[Collected data entries]
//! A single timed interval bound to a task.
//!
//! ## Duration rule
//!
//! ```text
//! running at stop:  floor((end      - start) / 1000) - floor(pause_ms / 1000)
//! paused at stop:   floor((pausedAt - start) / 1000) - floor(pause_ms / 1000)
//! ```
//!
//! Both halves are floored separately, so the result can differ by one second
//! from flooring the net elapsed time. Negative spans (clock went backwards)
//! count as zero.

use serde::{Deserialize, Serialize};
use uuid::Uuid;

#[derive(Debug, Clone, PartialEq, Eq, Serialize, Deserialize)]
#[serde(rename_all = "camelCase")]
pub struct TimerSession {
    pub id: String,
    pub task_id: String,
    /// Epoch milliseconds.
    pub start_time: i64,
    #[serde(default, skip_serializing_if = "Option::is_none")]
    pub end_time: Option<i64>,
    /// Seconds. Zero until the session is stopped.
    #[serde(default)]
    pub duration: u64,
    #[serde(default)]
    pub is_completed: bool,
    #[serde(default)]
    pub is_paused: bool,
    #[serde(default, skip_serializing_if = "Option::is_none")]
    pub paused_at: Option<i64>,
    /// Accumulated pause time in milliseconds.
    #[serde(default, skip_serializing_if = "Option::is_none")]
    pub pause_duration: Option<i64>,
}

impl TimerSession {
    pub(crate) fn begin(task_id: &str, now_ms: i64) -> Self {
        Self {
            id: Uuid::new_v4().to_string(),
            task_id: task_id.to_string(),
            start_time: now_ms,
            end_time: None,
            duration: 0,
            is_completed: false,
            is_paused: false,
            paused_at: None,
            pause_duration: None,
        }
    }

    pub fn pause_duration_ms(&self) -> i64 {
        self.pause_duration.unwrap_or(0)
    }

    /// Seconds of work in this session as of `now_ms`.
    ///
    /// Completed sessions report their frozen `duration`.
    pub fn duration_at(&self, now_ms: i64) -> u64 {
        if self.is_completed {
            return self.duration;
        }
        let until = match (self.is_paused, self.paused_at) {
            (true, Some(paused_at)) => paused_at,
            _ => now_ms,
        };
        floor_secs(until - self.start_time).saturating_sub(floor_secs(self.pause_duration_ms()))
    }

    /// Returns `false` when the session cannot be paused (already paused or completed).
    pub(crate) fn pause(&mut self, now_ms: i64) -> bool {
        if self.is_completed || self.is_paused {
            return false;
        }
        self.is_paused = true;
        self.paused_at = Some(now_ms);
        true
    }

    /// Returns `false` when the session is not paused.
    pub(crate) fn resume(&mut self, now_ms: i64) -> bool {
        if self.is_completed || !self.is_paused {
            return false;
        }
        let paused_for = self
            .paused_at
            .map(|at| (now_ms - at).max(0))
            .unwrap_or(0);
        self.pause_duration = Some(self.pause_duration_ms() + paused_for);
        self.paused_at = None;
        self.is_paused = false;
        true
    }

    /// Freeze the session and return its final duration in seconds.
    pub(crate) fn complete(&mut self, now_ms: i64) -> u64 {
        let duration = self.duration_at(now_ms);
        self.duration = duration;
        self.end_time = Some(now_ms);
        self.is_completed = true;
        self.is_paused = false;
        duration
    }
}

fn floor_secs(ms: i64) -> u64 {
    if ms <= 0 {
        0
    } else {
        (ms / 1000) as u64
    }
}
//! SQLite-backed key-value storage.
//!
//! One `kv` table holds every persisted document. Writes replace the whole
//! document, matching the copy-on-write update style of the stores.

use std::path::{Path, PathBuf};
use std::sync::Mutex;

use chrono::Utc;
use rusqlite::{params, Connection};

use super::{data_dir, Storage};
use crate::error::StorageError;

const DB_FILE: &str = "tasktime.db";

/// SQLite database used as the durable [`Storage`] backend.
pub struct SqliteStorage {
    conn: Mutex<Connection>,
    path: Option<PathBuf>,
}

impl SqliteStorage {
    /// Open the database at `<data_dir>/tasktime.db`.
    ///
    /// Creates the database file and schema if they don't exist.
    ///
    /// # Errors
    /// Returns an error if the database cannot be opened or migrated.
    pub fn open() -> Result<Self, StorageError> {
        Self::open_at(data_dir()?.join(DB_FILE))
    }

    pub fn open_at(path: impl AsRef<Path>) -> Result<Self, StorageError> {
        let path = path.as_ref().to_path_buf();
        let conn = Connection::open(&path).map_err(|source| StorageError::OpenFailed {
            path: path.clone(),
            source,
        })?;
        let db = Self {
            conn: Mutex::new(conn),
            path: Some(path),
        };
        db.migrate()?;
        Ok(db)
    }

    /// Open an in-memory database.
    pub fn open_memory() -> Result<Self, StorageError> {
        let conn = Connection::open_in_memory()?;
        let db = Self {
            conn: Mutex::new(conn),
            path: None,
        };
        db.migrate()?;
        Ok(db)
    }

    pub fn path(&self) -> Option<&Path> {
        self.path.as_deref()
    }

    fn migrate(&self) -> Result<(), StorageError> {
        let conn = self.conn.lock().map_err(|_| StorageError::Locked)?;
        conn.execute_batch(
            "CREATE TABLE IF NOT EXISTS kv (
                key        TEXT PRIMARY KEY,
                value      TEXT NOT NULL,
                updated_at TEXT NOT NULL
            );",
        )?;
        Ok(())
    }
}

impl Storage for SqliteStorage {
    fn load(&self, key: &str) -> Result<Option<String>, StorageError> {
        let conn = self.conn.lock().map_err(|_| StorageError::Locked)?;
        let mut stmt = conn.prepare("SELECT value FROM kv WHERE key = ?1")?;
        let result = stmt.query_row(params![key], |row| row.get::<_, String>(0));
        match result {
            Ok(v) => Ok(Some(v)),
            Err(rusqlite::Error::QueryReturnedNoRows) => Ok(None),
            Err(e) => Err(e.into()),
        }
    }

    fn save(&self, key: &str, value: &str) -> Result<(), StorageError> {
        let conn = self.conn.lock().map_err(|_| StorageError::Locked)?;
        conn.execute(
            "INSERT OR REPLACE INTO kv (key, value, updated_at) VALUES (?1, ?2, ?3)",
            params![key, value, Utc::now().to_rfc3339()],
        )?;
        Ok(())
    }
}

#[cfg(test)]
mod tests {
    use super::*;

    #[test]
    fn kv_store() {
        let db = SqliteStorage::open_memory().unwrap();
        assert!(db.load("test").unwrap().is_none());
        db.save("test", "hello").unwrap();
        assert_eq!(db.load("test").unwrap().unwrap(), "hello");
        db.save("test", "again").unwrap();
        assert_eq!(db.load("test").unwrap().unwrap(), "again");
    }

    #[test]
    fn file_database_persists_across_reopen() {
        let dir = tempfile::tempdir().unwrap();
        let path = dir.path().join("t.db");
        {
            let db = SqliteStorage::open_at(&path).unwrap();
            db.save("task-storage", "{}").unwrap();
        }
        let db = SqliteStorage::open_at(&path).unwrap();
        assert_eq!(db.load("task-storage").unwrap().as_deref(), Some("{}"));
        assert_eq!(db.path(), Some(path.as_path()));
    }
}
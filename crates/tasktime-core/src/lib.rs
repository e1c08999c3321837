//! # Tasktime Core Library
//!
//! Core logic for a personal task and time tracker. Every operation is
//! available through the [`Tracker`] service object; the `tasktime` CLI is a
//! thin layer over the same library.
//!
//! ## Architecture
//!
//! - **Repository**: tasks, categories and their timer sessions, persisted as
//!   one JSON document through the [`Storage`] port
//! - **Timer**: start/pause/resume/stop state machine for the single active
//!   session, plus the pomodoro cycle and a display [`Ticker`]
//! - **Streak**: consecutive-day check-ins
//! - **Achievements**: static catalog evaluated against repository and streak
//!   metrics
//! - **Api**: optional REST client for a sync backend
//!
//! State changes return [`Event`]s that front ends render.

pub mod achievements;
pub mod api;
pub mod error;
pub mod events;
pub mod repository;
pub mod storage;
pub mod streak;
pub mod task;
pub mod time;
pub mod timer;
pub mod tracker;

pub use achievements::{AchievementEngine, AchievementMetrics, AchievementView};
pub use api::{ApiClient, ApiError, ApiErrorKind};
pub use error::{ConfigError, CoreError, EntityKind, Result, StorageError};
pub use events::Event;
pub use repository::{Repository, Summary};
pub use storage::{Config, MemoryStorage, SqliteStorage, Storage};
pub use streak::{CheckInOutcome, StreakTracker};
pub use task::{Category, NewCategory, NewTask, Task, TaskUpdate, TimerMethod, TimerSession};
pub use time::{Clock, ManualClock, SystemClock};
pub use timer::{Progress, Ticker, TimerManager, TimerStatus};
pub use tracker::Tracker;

- [Task details]: Repeat the lines above, from the one containing "pub mod storage;" to the final line, word for word and with nothing else.

- [Completed task]:
pub mod storage;
pub mod streak;
pub mod task;
pub mod time;
pub mod timer;
pub mod tracker;

pub use achievements::{AchievementEngine, AchievementMetrics, AchievementView};
pub use api::{ApiClient, ApiError, ApiErrorKind};
pub use error::{ConfigError, CoreError, EntityKind, Result, StorageError};
pub use events::Event;
pub use repository::{Repository, Summary};
pub use storage::{Config, MemoryStorage, SqliteStorage, Storage};
pub use streak::{CheckInOutcome, StreakTracker};
pub use task::{Category, NewCategory, NewTask, Task, TaskUpdate, TimerMethod, TimerSession};
pub use time::{Clock, ManualClock, SystemClock};
pub use timer::{Progress, Ticker, TimerManager, TimerStatus};
pub use tracker::Tracker;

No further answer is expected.